Lundi 16 février 2026, aux alentours de 15 h 30, les forces de l’ordre procèdent à une opération de contrôle routier à proximité des deux ronds-points situés entre l’avenue du Général-Leclerc et le boulevard de la République, à Alençon. Ce qui devait être une vérification classique d’identité et de documents va rapidement basculer.
Selon les premiers éléments recueillis, les policiers auraient signifié au conducteur leur intention de l’arrêter. C’est à cet instant que la situation se tend brutalement. Le véhicule aurait accéléré alors qu’un agent se trouvait positionné à l’avant, exposé à un risque immédiat.

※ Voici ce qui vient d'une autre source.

use crate::constants::header;
use crate::headers::Headers;
use serde::{Deserialize, Serialize};
use thiserror::Error;

/// Payload returned by the simulated server on a successful actual request.
#[derive(Debug, Clone, PartialEq, Eq, Serialize, Deserialize)]
pub struct ResponseBody {
    pub message: String,
    pub data: String,
}

impl ResponseBody {
    pub(crate) fn success() -> Self {
        Self {
            message: "Request successful!".into(),
            data: "some secret data".into(),
        }
    }
}

/// Status, headers and optional body of a response the browser receives.
#[derive(Debug, Clone, PartialEq, Eq)]
pub struct DecidedResponse {
    pub status: u16,
    pub status_text: String,
    pub headers: Headers,
    pub body: Option<ResponseBody>,
}

/// Reasons a browser refuses an actual cross-origin request.
///
/// The display strings follow the wording of browser console errors.
#[derive(Debug, Error, Clone, PartialEq, Eq)]
pub enum CorsRejection {
    #[error(
        "CORS policy: No 'Access-Control-Allow-Origin' header is present on the requested resource."
    )]
    OriginNotAllowed,
    #[error("CORS policy: Method {method} is not allowed.")]
    MethodNotAllowed { method: String },
    #[error(
        "CORS policy: Request header field {header} is not allowed by Access-Control-Allow-Headers in preflight response."
    )]
    HeaderNotAllowed { header: String },
}

/// Outcome of a single evaluation: either a decided response or a rejection, never both.
#[derive(Debug, Clone, PartialEq, Eq)]
pub enum ResponseDescriptor {
    Decided(DecidedResponse),
    Rejected(CorsRejection),
}

impl ResponseDescriptor {
    pub fn status(&self) -> Option<u16> {
        match self {
            ResponseDescriptor::Decided(response) => Some(response.status),
            ResponseDescriptor::Rejected(_) => None,
        }
    }

    pub fn status_text(&self) -> Option<&str> {
        match self {
            ResponseDescriptor::Decided(response) => Some(response.status_text.as_str()),
            ResponseDescriptor::Rejected(_) => None,
        }
    }

    pub fn headers(&self) -> Option<&Headers> {
        match self {
            ResponseDescriptor::Decided(response) => Some(&response.headers),
            ResponseDescriptor::Rejected(_) => None,
        }
    }

    pub fn body(&self) -> Option<&ResponseBody> {
        match self {
            ResponseDescriptor::Decided(response) => response.body.as_ref(),
            ResponseDescriptor::Rejected(_) => None,
        }
    }

    pub fn rejection(&self) -> Option<&CorsRejection> {
        match self {
            ResponseDescriptor::Rejected(rejection) => Some(rejection),
            ResponseDescriptor::Decided(_) => None,
        }
    }

    /// The browser-console error string, present only on rejection.
    pub fn error(&self) -> Option<String> {
        self.rejection().map(ToString::to_string)
    }

    pub fn is_rejected(&self) -> bool {
        matches!(self, ResponseDescriptor::Rejected(_))
    }

    /// Whether a decided response carries `Access-Control-Allow-Origin`.
    ///
    /// A preflight always decides with 204, so this is how its rejection shows.
    pub fn allows_origin(&self) -> bool {
        self.headers()
            .is_some_and(|headers| headers.contains_key(header::ACCESS_CONTROL_ALLOW_ORIGIN))
    }
}

#[cfg(test)]
#[path = "result_test.rs"]
mod result_test;
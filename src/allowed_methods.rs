/// Exact, case-sensitive membership of `method` in the configured list.
pub(crate) fn allows_method(allowed: &[String], method: &str) -> bool {
    allowed.iter().any(|candidate| candidate == method)
}

#[cfg(test)]
#[path = "allowed_methods_test.rs"]
mod allowed_methods_test;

Un tir pour stopper la menace

Face à ce qu’il estime être un danger direct, le fonctionnaire sort son arme de service. Un seul coup de feu est tiré, visant le véhicule en mouvement. La balle vient finalement s’encastrer dans la calandre, sans atteindre le conducteur ni provoquer de blessure.

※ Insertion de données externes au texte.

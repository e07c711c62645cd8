//! Topology wiring pass
//!
//! Three phases, run strictly in order over one immutable configuration:
//! resources (topics, queues, dead-letter queues), access policies, then
//! subscriptions. Later phases resolve names against the resources built in
//! phase one through name-keyed maps, so "not found" is an explicit branch
//! rather than an index comparison.
//!
//! The pass is single-threaded by design: the configuration is small and fully
//! known up front, and phases two and three require phase one to have fully
//! completed. Any unresolved reference aborts the whole pass; partial topology
//! is worse than refusing to build.

use crate::config::{BuilderSettings, TopologyConfig};
use crate::declarations::{
    dead_letter_queue_id, queue_id, queue_policy_id, subscription_id, topic_id, AttrRef,
    DeadLetterQueueDeclaration, Effect, OutputDeclaration, OutputValue, PolicyStatement, Protocol,
    QueueDeclaration, QueuePolicyDeclaration, RedrivePolicy, SubscriptionDeclaration, Topology,
    TopicDeclaration, SEND_MESSAGE_ACTION,
};
use crate::error::{Result, TopologyError};
use indexmap::IndexMap;
use tracing::{debug, info};

/// Per-domain resources built in phase one, keyed by domain name
///
/// Insertion order follows the configuration document, which keeps the
/// flattened declaration lists diffable across runs.
#[derive(Debug, Clone, Default)]
pub struct Resources {
    pub topics: IndexMap<String, TopicDeclaration>,
    pub queues: IndexMap<String, QueueDeclaration>,
    pub dead_letter_queues: IndexMap<String, DeadLetterQueueDeclaration>,
}

/// Builds the full declaration set from a topology configuration
#[derive(Debug, Clone, Default)]
pub struct TopologyBuilder {
    settings: BuilderSettings,
}

impl TopologyBuilder {
    pub fn new(settings: BuilderSettings) -> Self {
        Self { settings }
    }

    pub fn settings(&self) -> &BuilderSettings {
        &self.settings
    }

    /// Phase 1: one topic and one queue (with its dead-letter queue) per domain
    ///
    /// Performs no subscription validation; naming is derived solely from the
    /// domain name so re-running against an unchanged configuration produces
    /// identical declarations.
    pub fn build_resources(&self, config: &TopologyConfig) -> Resources {
        let mut resources = Resources::default();

        for domain in &config.domains {
            let topic = TopicDeclaration {
                logical_id: topic_id(&domain.name),
                domain: domain.name.clone(),
            };
            debug!("declared topic {}", topic.logical_id);
            resources.topics.insert(domain.name.clone(), topic);

            let dlq = DeadLetterQueueDeclaration {
                logical_id: dead_letter_queue_id(&domain.name),
                domain: domain.name.clone(),
            };
            let queue = QueueDeclaration {
                logical_id: queue_id(&domain.name),
                domain: domain.name.clone(),
                visibility_timeout_secs: self.settings.visibility_timeout_secs,
                redrive: RedrivePolicy {
                    dead_letter_queue: dlq.logical_id.clone(),
                    max_receive_count: self.settings.max_receive_count,
                },
            };
            debug!("declared queue {} (dlq {})", queue.logical_id, dlq.logical_id);
            resources.dead_letter_queues.insert(domain.name.clone(), dlq);
            resources.queues.insert(domain.name.clone(), queue);
        }

        info!(
            "built {} topics and {} queues",
            resources.topics.len(),
            resources.queues.len()
        );
        resources
    }

    /// Phase 2: one access policy per domain with at least one subscription
    ///
    /// Exactly one statement per subscription, scoped to the subscription's
    /// source topic and nothing else. Domains without subscriptions emit no
    /// policy at all. Lookups are exact and case-sensitive; a dangling
    /// reference aborts the pass.
    pub fn build_access_policies(
        &self,
        config: &TopologyConfig,
        resources: &Resources,
    ) -> Result<Vec<QueuePolicyDeclaration>> {
        let mut policies = Vec::new();

        for domain in &config.domains {
            if domain.subscriptions.is_empty() {
                continue;
            }

            let queue = resources
                .queues
                .get(&domain.name)
                .ok_or_else(|| TopologyError::QueueNotFound(domain.name.clone()))?;

            let mut statements = Vec::with_capacity(domain.subscriptions.len());
            for sub in &domain.subscriptions {
                let topic = resources
                    .topics
                    .get(&sub.name)
                    .ok_or_else(|| TopologyError::TopicNotFound(sub.name.clone()))?;
                statements.push(PolicyStatement {
                    effect: Effect::Allow,
                    principal: "*".to_string(),
                    action: SEND_MESSAGE_ACTION.to_string(),
                    resource: AttrRef::arn(&queue.logical_id),
                    source_topic: AttrRef::arn(&topic.logical_id),
                });
            }

            debug!(
                "declared policy {} with {} statements",
                queue_policy_id(&domain.name),
                statements.len()
            );
            policies.push(QueuePolicyDeclaration {
                logical_id: queue_policy_id(&domain.name),
                queue: AttrRef::url(&queue.logical_id),
                statements,
            });
        }

        info!("built {} queue policies", policies.len());
        Ok(policies)
    }

    /// Phase 3: one delivery declaration per validated subscription
    ///
    /// Resolves the source topic by the subscription's name and the
    /// destination queue by the owning domain's name. Halts on the first
    /// unresolved reference, reporting the offending name; remaining
    /// subscriptions are not processed.
    pub fn build_subscriptions(
        &self,
        config: &TopologyConfig,
        resources: &Resources,
    ) -> Result<Vec<SubscriptionDeclaration>> {
        let mut subscriptions = Vec::new();

        for domain in &config.domains {
            for sub in &domain.subscriptions {
                let topic = resources
                    .topics
                    .get(&sub.name)
                    .ok_or_else(|| TopologyError::TopicNotFound(sub.name.clone()))?;
                let queue = resources
                    .queues
                    .get(&domain.name)
                    .ok_or_else(|| TopologyError::QueueNotFound(domain.name.clone()))?;

                debug!(
                    "declared subscription {} -> {}",
                    topic.logical_id, queue.logical_id
                );
                subscriptions.push(SubscriptionDeclaration {
                    logical_id: subscription_id(&domain.name, &sub.name),
                    topic: AttrRef::arn(&topic.logical_id),
                    endpoint: AttrRef::arn(&queue.logical_id),
                    protocol: Protocol::Sqs,
                    raw_message_delivery: self.settings.raw_message_delivery,
                    filter_policy: sub.filter_policy.clone(),
                });
            }
        }

        info!("built {} subscriptions", subscriptions.len());
        Ok(subscriptions)
    }

    /// Per-domain exports (topic ARN, queue ARN, queue URL) plus the
    /// deployment version, scoped under the stack id
    pub fn build_outputs(&self, resources: &Resources) -> Vec<OutputDeclaration> {
        let stack_id = self.settings.stack_id();
        let mut outputs = Vec::new();

        for (name, topic) in &resources.topics {
            outputs.push(OutputDeclaration {
                name: format!("tpcArn{}", name),
                export_name: format!("{}:tpcArn{}", stack_id, name),
                value: OutputValue::Attribute(AttrRef::arn(&topic.logical_id)),
            });
        }
        for (name, queue) in &resources.queues {
            outputs.push(OutputDeclaration {
                name: format!("mqArn{}", name),
                export_name: format!("{}:mqArn{}", stack_id, name),
                value: OutputValue::Attribute(AttrRef::arn(&queue.logical_id)),
            });
            outputs.push(OutputDeclaration {
                name: format!("mqUrl{}", name),
                export_name: format!("{}:mqUrl{}", stack_id, name),
                value: OutputValue::Attribute(AttrRef::url(&queue.logical_id)),
            });
        }
        outputs.push(OutputDeclaration {
            name: "version".to_string(),
            export_name: format!("{}:version", stack_id),
            value: OutputValue::Literal(self.settings.version.clone()),
        });

        outputs
    }

    /// Run all phases in order and assemble the declaration set
    ///
    /// Any phase error aborts the whole pass; no partial set is returned.
    pub fn build(&self, config: &TopologyConfig) -> Result<Topology> {
        config.validate()?;

        let resources = self.build_resources(config);
        let policies = self.build_access_policies(config, &resources)?;
        let subscriptions = self.build_subscriptions(config, &resources)?;
        let outputs = self.build_outputs(&resources);

        Ok(Topology {
            topics: resources.topics.into_values().collect(),
            queues: resources.queues.into_values().collect(),
            dead_letter_queues: resources.dead_letter_queues.into_values().collect(),
            policies,
            subscriptions,
            outputs,
        })
    }
}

L’usage de l’arme, encadré par des règles strictes, intervient ici dans un contexte de refus d’obtempérer. L’enquête devra déterminer si les conditions légales étaient réunies et préciser les circonstances exactes de la décision du policier. À ce stade, aucun tiers n’a été touché.
Pas de poursuite, mais une identification rapide
Contrairement à certaines affaires similaires, aucune course-poursuite n’a été engagée dans les rues d’Alençon. Les policiers ont pu relever la plaque d’immatriculation du véhicule, permettant une identification rapide du propriétaire.